USCIS also requires that religious workers be working in traditionally permanent salaried positions within the organization and be assigned only religious duties.

Membership Time and Other EB-4 Requirements

To qualify for a green card as either a member of the clergy or a religious worker, the applicant must be able to show membership for at least the past two years in the religion. During those two years, the applicant must have been employed continuously (though not necessarily full time) by that same religious group. The applicant’s single purpose in coming to the U.S. must be to work full time (35-plus hours a week) as either a minister of that religion, in a situation where the denomination needs additional ministers; or, at the request of the organization, to work in some other capacity related to the religion’s activities in the United States.

The religion itself must be both recognized and have a bona fide nonprofit organization within the United States. It will need to prove this, such as with an IRS determination of tax-exempt status.

The primary EB-4 applicant’s spouse and children, if any, may apply for green cards as derivatives under this category. Children must be unmarried and under the age of 21.

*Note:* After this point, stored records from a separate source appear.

//! Guideforge entry-point: loads settings, wires adapters and serves the API.

mod server;

use std::io;

use actix_web::web;
use ortho_config::OrthoConfig;
use tracing::{info, warn};
use tracing_subscriber::{EnvFilter, fmt};

use guideforge::inbound::http::health::HealthState;
use guideforge::outbound::persistence::{DbPool, PoolConfig, run_pending_migrations};
use guideforge::outbound::storage::UploadDirectory;
use guideforge::settings::AppSettings;

use server::{ServerConfig, create_server, load_session_key};

/// Application bootstrap.
#[actix_web::main]
async fn main() -> io::Result<()> {
    if let Err(e) = fmt()
        .with_env_filter(EnvFilter::from_default_env())
        .json()
        .try_init()
    {
        warn!(error = %e, "tracing init failed");
    }

    let settings = AppSettings::load().map_err(|e| io::Error::other(e.to_string()))?;
    let bind_addr = settings.bind_addr().map_err(io::Error::other)?;
    let policy = settings.content_policy().map_err(io::Error::other)?;
    let key = load_session_key(&settings.session_key_file(), settings.session_allow_ephemeral)?;
    let uploads = UploadDirectory::open(settings.upload_dir())?;

    let mut config =
        ServerConfig::new(key, settings.cookie_secure, bind_addr, uploads).with_policy(policy);

    if let Some(database_url) = settings.database_url.as_deref() {
        if settings.run_migrations {
            run_pending_migrations(database_url)
                .await
                .map_err(io::Error::other)?;
        }
        let pool = DbPool::new(
            PoolConfig::new(database_url).with_max_size(settings.database_max_connections()),
        )
        .await
        .map_err(io::Error::other)?;
        config = config.with_db_pool(pool);
    }

    #[cfg(feature = "metrics")]
    {
        config = config.with_metrics(Some(server::make_metrics()?));
    }

    info!(%bind_addr, "starting guideforge");
    let health_state = web::Data::new(HealthState::new());
    let server = create_server(health_state.clone(), config)?;
    let result = server.await;
    health_state.mark_unhealthy();
    result
}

This provision of the immigration laws is disfavored by some in the U.S. Congress, who periodically try to eliminate it as a way of getting permanent residence. The eligibility of non-clergy religious workers for a U.S. green card is set to expire on September 30, 2015. It has nearly reached numerous such expiration dates in the past, only to be extended by Congress at the last minute, but no guarantees can be made. This will not affect the eligibility of ministers and members of the clergy for an EB-4 green card.